DEQ regulates and inspects chemical-storage facilities. “Toxic Floodwaters” provides no specific instances in which chemical and gasoline storage poses a tangible threat.  The report provides no statistics on the number of inspections, much less the number of facilities that have failed inspection, nor does it critique anyone’s risk-management plans. 

Sachs and Flores make the legitimate point that regulations should be forward-looking. Regulators should anticipate the elevated risk of flooding as the sea level rises in the decades ahead. However, in contrast to, say, coal ash, which has been buried in open pits through which rainwater and groundwater can migrates, gasoline and toxic chemicals used in industrial and commercial processes are stored in sealed tanks and containers. Moreover, the volumes are much smaller. Rather than talking about millions of tons, which will take years to remove, as with coal ash, we may be talking about millions of gallons or pounds. The logistical challenge of relocating chemical storage facilities as flooding risks increase in the years and decades ahead, I expect, is a fraction of that posed by coal ash. Even if the sea level is rising, one might conjecture, there is plenty of time for industry to adapt.

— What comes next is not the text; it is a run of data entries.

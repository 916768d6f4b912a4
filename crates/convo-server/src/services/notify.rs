//! Fan-out: push notifications and queued e-mail.
//!
//! Both sinks are best effort. Failures go to the alarm log and never reach
//! the request that triggered them. A cancelled request queues nothing.

use convo_shared::{Key, Kind};
use convo_store::{Context, Named, User};
use futures::future::join_all;

use crate::clients::{EmailJob, JobAction, JobType, PushNotification, Verb};
use crate::error::alarm;
use crate::state::AppState;

impl AppState {
    /// Push `verb` on `target` to every recipient except the actor. Does not
    /// wait for delivery.
    pub fn push(
        &self,
        ctx: &Context,
        actor: &User,
        recipients: &[Key],
        verb: Verb,
        target: Key,
        target_name: &str,
    ) {
        if ctx.check().is_err() {
            return;
        }
        let recipients: Vec<String> = recipients
            .iter()
            .filter(|k| Some(**k) != actor.key)
            .map(Key::encode)
            .collect();
        if recipients.is_empty() {
            return;
        }
        let notification = PushNotification {
            actor_name: actor.name(),
            verb,
            target: match target.kind {
                Kind::Event => "event",
                _ => "thread",
            }
            .to_string(),
            target_id: target.encode(),
            target_name: target_name.to_string(),
        };

        let push = self.clients.push.clone();
        tokio::spawn(async move {
            let sends = recipients.iter().map(|r| push.send(r, &notification));
            for (recipient, result) in recipients.iter().zip(join_all(sends).await) {
                if let Err(e) = result {
                    alarm("notify.push", &format!("{recipient}: {e}"));
                }
            }
        });
    }

    /// Queue an e-mail job.
    pub async fn enqueue(&self, ctx: &Context, kind: JobType, action: JobAction, ids: Vec<String>) {
        if ctx.check().is_err() {
            return;
        }
        let job = match EmailJob::new(kind, action, ids) {
            Ok(job) => job,
            Err(e) => {
                alarm("notify.enqueue", &e);
                return;
            }
        };
        if let Err(e) = self.clients.queue.enqueue(&job).await {
            alarm("notify.enqueue", &e);
        } else {
            tracing::debug!(kind = ?job.kind, action = ?job.action, ids = job.ids.len(), "job queued");
        }
    }

    pub async fn enqueue_welcome(&self, ctx: &Context, created: &[Key]) {
        if created.is_empty() {
            return;
        }
        let ids = created.iter().map(Key::encode).collect();
        self.enqueue(ctx, JobType::User, JobAction::SendWelcome, ids).await;
    }

    /// Thread mail for `thread`, narrowed to `only` when it is non-empty.
    pub async fn enqueue_thread_mail(&self, ctx: &Context, thread: Key, only: &[Key]) {
        let mut ids = vec![thread.encode()];
        ids.extend(only.iter().map(Key::encode));
        self.enqueue(ctx, JobType::Thread, JobAction::SendThread, ids).await;
    }

    pub async fn enqueue_invites(&self, ctx: &Context, event: Key, only: &[Key], updated: bool) {
        let action = if updated {
            JobAction::SendUpdatedInvites
        } else {
            JobAction::SendInvites
        };
        let mut ids = vec![event.encode()];
        ids.extend(only.iter().map(Key::encode));
        self.enqueue(ctx, JobType::Event, action, ids).await;
    }
}

#[cfg(test)]
mod tests {
    use crate::clients::{JobAction, JobType, Verb};
    use crate::state::testing::TestApp;
    use convo_shared::{Key, Kind};
    use convo_store::Context;

    #[tokio::test]
    async fn test_push_skips_actor() {
        let app = TestApp::new().await;
        let a = app.registered_user("a@x.com", "Ann").await;
        let b = app.registered_user("b@x.com", "Bob").await;
        let thread = Key::new(Kind::Thread, 77);

        app.state.push(
            &Context::background(),
            &a,
            &[a.key.unwrap(), b.key.unwrap()],
            Verb::NewMessage,
            thread,
            "Hi",
        );
        app.settle().await;

        let sent = app.push.sent().await;
        assert_eq!(sent.len(), 1);
        assert_eq!(sent[0].0, b.key.unwrap().encode());
        assert_eq!(sent[0].1.actor_name, "Ann");
        assert_eq!(sent[0].1.target, "thread");
    }

    #[tokio::test]
    async fn test_cancelled_request_queues_nothing() {
        let mut app = TestApp::new().await;
        let ctx = Context::background();
        ctx.cancel();
        app.state
            .enqueue(&ctx, JobType::Thread, JobAction::SendThread, vec!["x".into()])
            .await;
        assert!(app.jobs.try_recv().is_err());
    }

    #[tokio::test]
    async fn test_invalid_job_is_not_queued() {
        let mut app = TestApp::new().await;
        app.state
            .enqueue(
                &Context::background(),
                JobType::User,
                JobAction::SendThread,
                vec!["x".into()],
            )
            .await;
        assert!(app.jobs.try_recv().is_err());
    }
}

Still, I agree with the authors that transparency is vital. Citizens have a right to public records such as permit applications, inspection reports, companies’ risk-management plans, and compliance data. In particular, citizens have a right to know if risk management plans, which are updated every five years, consider the implications of sea-level rise. DEQ should make this information available online. Citizen activism is a safeguard against industry and government complacency. Perhaps a closer inspection of these records will expose real dangers rather than hypothetical ones.